(DATA FOR THIS EXERCISE begins)

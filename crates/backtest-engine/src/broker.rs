use anyhow::{anyhow, bail, Result};
use async_trait::async_trait;
use broker_trait::{BracketOrderRequest, BrokerClient, BrokerOrder, OrderSide};
use chrono::{NaiveDate, Utc};
use rust_decimal::prelude::*;
use rust_decimal::Decimal;
use std::sync::{Mutex, MutexGuard};

use crate::models::{BacktestTrade, ExitReason, HistoricalBar};

/// One filled bracket entry with its live exit legs
#[derive(Debug, Clone)]
struct Lot {
    side: OrderSide,
    shares: Decimal,
    entry_price: Decimal,
    entry_date: String,
    take_profit: Decimal,
    stop_loss: Decimal,
}

#[derive(Debug)]
struct BrokerState {
    cash: Decimal,
    bar: Option<HistoricalBar>,
    lots: Vec<Lot>,
    trades: Vec<BacktestTrade>,
    next_order_id: u64,
}

/// In-memory broker for a single symbol.
///
/// Market entries fill at the current bar's close. Exit legs are checked
/// against each later bar's range; when a bar touches both legs the stop-loss
/// wins. Shorts credit the sale proceeds to cash.
#[derive(Debug)]
pub struct SimulatedBroker {
    symbol: String,
    state: Mutex<BrokerState>,
}

impl SimulatedBroker {
    pub fn new(symbol: impl Into<String>, initial_cash: Decimal) -> Self {
        Self {
            symbol: symbol.into(),
            state: Mutex::new(BrokerState {
                cash: initial_cash,
                bar: None,
                lots: Vec::new(),
                trades: Vec::new(),
                next_order_id: 1,
            }),
        }
    }

    fn lock(&self) -> MutexGuard<'_, BrokerState> {
        self.state.lock().unwrap_or_else(|e| e.into_inner())
    }

    /// Make `bar` the current bar and settle any exit legs it triggers.
    pub fn advance(&self, bar: &HistoricalBar) {
        let mut state = self.lock();
        state.bar = Some(bar.clone());

        let lots = std::mem::take(&mut state.lots);
        for lot in lots {
            match exit_for(&lot, bar) {
                Some((price, reason)) => {
                    let trade = settle(&mut state.cash, &self.symbol, lot, &bar.date, price, reason);
                    tracing::debug!(
                        "{} {:?} exit {} @ {} ({})",
                        trade.symbol,
                        trade.exit_reason,
                        trade.shares,
                        trade.exit_price,
                        trade.profit_loss.round_dp(2)
                    );
                    state.trades.push(trade);
                }
                None => state.lots.push(lot),
            }
        }
    }

    /// Close everything at the current close (end of the replay)
    pub fn liquidate(&self, reason: ExitReason) {
        let mut state = self.lock();
        Self::close_all(&mut state, &self.symbol, reason);
    }

    fn close_all(state: &mut BrokerState, symbol: &str, reason: ExitReason) -> usize {
        let Some(bar) = state.bar.clone() else {
            return 0;
        };
        let lots = std::mem::take(&mut state.lots);
        let closed = lots.len();
        for lot in lots {
            let trade = settle(&mut state.cash, symbol, lot, &bar.date, bar.close, reason);
            state.trades.push(trade);
        }
        closed
    }

    /// Cash plus the marked value of open lots at the current close
    pub fn equity(&self) -> Decimal {
        let state = self.lock();
        let close = state.bar.as_ref().map(|b| b.close).unwrap_or_default();
        state.cash
            + state
                .lots
                .iter()
                .map(|lot| match lot.side {
                    OrderSide::Buy => lot.shares * close,
                    OrderSide::Sell => -lot.shares * close,
                })
                .sum::<Decimal>()
    }

    pub fn cash(&self) -> Decimal {
        self.lock().cash
    }

    pub fn open_lots(&self) -> usize {
        self.lock().lots.len()
    }

    /// Net signed share count (short is negative)
    pub fn net_position(&self) -> Decimal {
        self.lock()
            .lots
            .iter()
            .map(|lot| match lot.side {
                OrderSide::Buy => lot.shares,
                OrderSide::Sell => -lot.shares,
            })
            .sum()
    }

    pub fn trades(&self) -> Vec<BacktestTrade> {
        self.lock().trades.clone()
    }

    fn order_record(state: &mut BrokerState, symbol: &str, side: OrderSide, qty: Decimal, price: Decimal) -> BrokerOrder {
        let id = state.next_order_id;
        state.next_order_id += 1;
        BrokerOrder {
            id: format!("sim-{}", id),
            client_order_id: format!("sim-client-{}", id),
            created_at: Utc::now(),
            filled_at: Some(Utc::now()),
            symbol: symbol.to_string(),
            qty: Some(qty.to_string()),
            filled_qty: Some(qty.to_string()),
            filled_avg_price: Some(price.to_string()),
            order_type: "market".to_string(),
            side: side.to_string(),
            status: "filled".to_string(),
        }
    }
}

/// Exit price and reason if `bar` triggers one of the lot's legs
fn exit_for(lot: &Lot, bar: &HistoricalBar) -> Option<(Decimal, ExitReason)> {
    match lot.side {
        OrderSide::Buy => {
            if bar.low <= lot.stop_loss {
                Some((bar.open.min(lot.stop_loss), ExitReason::StopLoss))
            } else if bar.high >= lot.take_profit {
                Some((bar.open.max(lot.take_profit), ExitReason::TakeProfit))
            } else {
                None
            }
        }
        OrderSide::Sell => {
            if bar.high >= lot.stop_loss {
                Some((bar.open.max(lot.stop_loss), ExitReason::StopLoss))
            } else if bar.low <= lot.take_profit {
                Some((bar.open.min(lot.take_profit), ExitReason::TakeProfit))
            } else {
                None
            }
        }
    }
}

fn settle(
    cash: &mut Decimal,
    symbol: &str,
    lot: Lot,
    date: &str,
    exit_price: Decimal,
    reason: ExitReason,
) -> BacktestTrade {
    // P&L: long = (exit - entry), short = (entry - exit)
    let (profit_loss, direction) = match lot.side {
        OrderSide::Buy => {
            *cash += exit_price * lot.shares;
            ((exit_price - lot.entry_price) * lot.shares, "long")
        }
        OrderSide::Sell => {
            *cash -= exit_price * lot.shares;
            ((lot.entry_price - exit_price) * lot.shares, "short")
        }
    };

    let cost = lot.entry_price * lot.shares;
    let profit_loss_percent = if cost > Decimal::ZERO {
        (profit_loss / cost * Decimal::ONE_HUNDRED).to_f64().unwrap_or(0.0)
    } else {
        0.0
    };

    BacktestTrade {
        symbol: symbol.to_string(),
        direction: direction.to_string(),
        holding_period_days: date_diff(&lot.entry_date, date),
        entry_date: lot.entry_date,
        exit_date: date.to_string(),
        entry_price: lot.entry_price,
        exit_price,
        shares: lot.shares,
        profit_loss,
        profit_loss_percent,
        exit_reason: reason,
    }
}

fn date_diff(from: &str, to: &str) -> i64 {
    let parse = |s: &str| NaiveDate::parse_from_str(s, "%Y-%m-%d").ok();
    match (parse(from), parse(to)) {
        (Some(a), Some(b)) => (b - a).num_days(),
        _ => 0,
    }
}

#[async_trait]
impl BrokerClient for SimulatedBroker {
    async fn get_cash(&self) -> Result<Decimal> {
        Ok(self.cash())
    }

    async fn get_last_price(&self, symbol: &str) -> Result<Decimal> {
        if !symbol.eq_ignore_ascii_case(&self.symbol) {
            bail!("No price data for {} (replaying {})", symbol, self.symbol);
        }
        self.lock()
            .bar
            .as_ref()
            .map(|b| b.close)
            .ok_or_else(|| anyhow!("No bar loaded yet for {}", symbol))
    }

    async fn submit_bracket_order(&self, order: BracketOrderRequest) -> Result<BrokerOrder> {
        if !order.symbol.eq_ignore_ascii_case(&self.symbol) {
            bail!("Cannot trade {} in a {} replay", order.symbol, self.symbol);
        }
        if order.quantity == 0 {
            bail!("Order quantity must be positive");
        }

        let mut state = self.lock();
        let bar = state
            .bar
            .clone()
            .ok_or_else(|| anyhow!("No bar loaded yet for {}", order.symbol))?;
        let shares = Decimal::from(order.quantity);
        let notional = shares * bar.close;

        match order.side {
            OrderSide::Buy => {
                if notional > state.cash {
                    bail!(
                        "Insufficient buying power: {} needed, {} available",
                        notional.round_dp(2),
                        state.cash.round_dp(2)
                    );
                }
                state.cash -= notional;
            }
            OrderSide::Sell => state.cash += notional,
        }

        state.lots.push(Lot {
            side: order.side,
            shares,
            entry_price: bar.close,
            entry_date: bar.date.clone(),
            take_profit: order.take_profit_price,
            stop_loss: order.stop_loss_price,
        });

        Ok(Self::order_record(&mut state, &self.symbol, order.side, shares, bar.close))
    }

    async fn close_position(&self, symbol: &str) -> Result<Option<BrokerOrder>> {
        let mut state = self.lock();
        let net: Decimal = state
            .lots
            .iter()
            .map(|lot| match lot.side {
                OrderSide::Buy => lot.shares,
                OrderSide::Sell => -lot.shares,
            })
            .sum();

        if Self::close_all(&mut state, &self.symbol, ExitReason::Flatten) == 0 {
            return Ok(None);
        }

        let close = state.bar.as_ref().map(|b| b.close).unwrap_or_default();
        let side = if net >= Decimal::ZERO { OrderSide::Sell } else { OrderSide::Buy };
        Ok(Some(Self::order_record(&mut state, symbol, side, net.abs(), close)))
    }

    fn is_paper(&self) -> bool {
        true
    }

    fn broker_name(&self) -> &str {
        "simulated"
    }
}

(DATA FOR THIS EXERCISE ends)

▸ YOUR INSTRUCTIONS:
The lines to copy are those above that contain "MutexGuard".

▸ ANSWER TO THIS PROBLEM:
use std::sync::{Mutex, MutexGuard};
    fn lock(&self) -> MutexGuard<'_, BrokerState> {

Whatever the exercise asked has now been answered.